//! Lifecycle coordination context
//!
//! Construction, activation, teardown and platform notifications all run on
//! one tokio task, fed by an unbounded channel. Commands are applied strictly
//! in arrival order, so a configuration update that arrives while another is
//! reconciling waits behind it.
//!
//! Dispatch does not go through the coordinator; callers use the shared
//! [`KitManager`] directly from any thread.

use std::sync::Arc;

use tokio::sync::{mpsc, oneshot};
use tokio::task::JoinHandle;

use crate::error::{Error, Result};
use crate::manager::{KitManager, LifecycleNotice, ReconcileReport};

enum Command {
    UpdateKits {
        snapshot: Vec<serde_json::Value>,
        ack: Option<oneshot::Sender<ReconcileReport>>,
    },
    Notify(LifecycleNotice),
    Shutdown {
        ack: oneshot::Sender<()>,
    },
}

/// Cloneable handle for sending work to the coordination task.
#[derive(Clone)]
pub struct CoordinatorHandle {
    commands: mpsc::UnboundedSender<Command>,
}

/// Start the coordination task on the current tokio runtime.
pub fn spawn(manager: Arc<KitManager>) -> (CoordinatorHandle, JoinHandle<()>) {
    let (commands, receiver) = mpsc::unbounded_channel();
    let task = tokio::spawn(run(manager, receiver));
    (CoordinatorHandle { commands }, task)
}

async fn run(manager: Arc<KitManager>, mut receiver: mpsc::UnboundedReceiver<Command>) {
    tracing::debug!("Kit coordinator started");
    while let Some(command) = receiver.recv().await {
        match command {
            Command::UpdateKits { snapshot, ack } => {
                let report = manager.reconcile(&snapshot);
                if let Some(ack) = ack {
                    let _ = ack.send(report);
                }
            }
            Command::Notify(notice) => manager.notify(&notice),
            Command::Shutdown { ack } => {
                manager.shutdown();
                let _ = ack.send(());
                break;
            }
        }
    }
    tracing::debug!("Kit coordinator stopped");
}

impl CoordinatorHandle {
    fn send(&self, command: Command) -> Result<()> {
        self.commands
            .send(command)
            .map_err(|_| Error::CoordinatorClosed)
    }

    /// Queue a configuration snapshot for reconciliation.
    pub fn update_kits(&self, snapshot: Vec<serde_json::Value>) -> Result<()> {
        self.send(Command::UpdateKits {
            snapshot,
            ack: None,
        })
    }

    /// Queue a snapshot and wait until it has been applied.
    pub async fn update_kits_and_wait(
        &self,
        snapshot: Vec<serde_json::Value>,
    ) -> Result<ReconcileReport> {
        let (ack, done) = oneshot::channel();
        self.send(Command::UpdateKits {
            snapshot,
            ack: Some(ack),
        })?;
        done.await.map_err(|_| Error::CoordinatorClosed)
    }

    /// Queue a platform lifecycle notification.
    pub fn notify(&self, notice: LifecycleNotice) -> Result<()> {
        self.send(Command::Notify(notice))
    }

    /// Tear down every kit and stop the task once earlier commands are done.
    pub async fn shutdown(&self) -> Result<()> {
        let (ack, done) = oneshot::channel();
        self.send(Command::Shutdown { ack })?;
        done.await.map_err(|_| Error::CoordinatorClosed)
    }
}

#[cfg(test)]
mod tests {
    use super::*;
    use crate::config::EngineConfig;
    use crate::host::StaticHost;
    use crate::kit::KitFactory;
    use crate::kits::recording::RecordingKit;
    use crate::manager::KitSignal;
    use crate::reporting::MemorySink;
    use crate::types::Capability;
    use serde_json::json;

    fn manager_with_kits(ids: &[i32]) -> Arc<KitManager> {
        let mut factory = KitFactory::new();
        for id in ids {
            let kit = Arc::new(RecordingKit::new(*id, Capability::all_bits()));
            RecordingKit::register(&mut factory, kit);
        }
        Arc::new(KitManager::new(
            factory,
            Arc::new(StaticHost::new()),
            Arc::new(MemorySink::new()),
            &EngineConfig::default(),
        ))
    }

    #[tokio::test]
    async fn test_updates_apply_in_arrival_order() {
        let manager = manager_with_kits(&[1, 2]);
        let mut signals = manager.subscribe();
        let (handle, task) = spawn(Arc::clone(&manager));

        handle.update_kits(vec![json!({"id": 1})]).unwrap();
        handle.update_kits(vec![json!({"id": 2})]).unwrap();
        let report = handle
            .update_kits_and_wait(vec![json!({"id": 2})])
            .await
            .unwrap();

        assert!(report.created.is_empty());
        assert_eq!(report.updated, vec![2]);
        assert_eq!(manager.active_kit_ids(), vec![2]);

        assert_eq!(signals.recv().await.unwrap(), KitSignal::Activated(1));
        assert_eq!(signals.recv().await.unwrap(), KitSignal::Activated(2));
        assert_eq!(signals.recv().await.unwrap(), KitSignal::Deactivated(1));

        handle.shutdown().await.unwrap();
        task.await.unwrap();
    }

    #[tokio::test]
    async fn test_shutdown_tears_down_and_closes() {
        let manager = manager_with_kits(&[1]);
        let (handle, task) = spawn(Arc::clone(&manager));

        handle.update_kits_and_wait(vec![json!({"id": 1})]).await.unwrap();
        assert!(manager.is_kit_active(1));

        handle.shutdown().await.unwrap();
        task.await.unwrap();

        assert!(manager.active_kit_ids().is_empty());
        assert!(matches!(
            handle.update_kits(vec![]),
            Err(Error::CoordinatorClosed)
        ));
    }
}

****************************************

* Try it *
Check each line of the data above, and please copy the ones in which the string "Capability" occurs.

* Task result *
    use crate::types::Capability;
            let kit = Arc::new(RecordingKit::new(*id, Capability::all_bits()));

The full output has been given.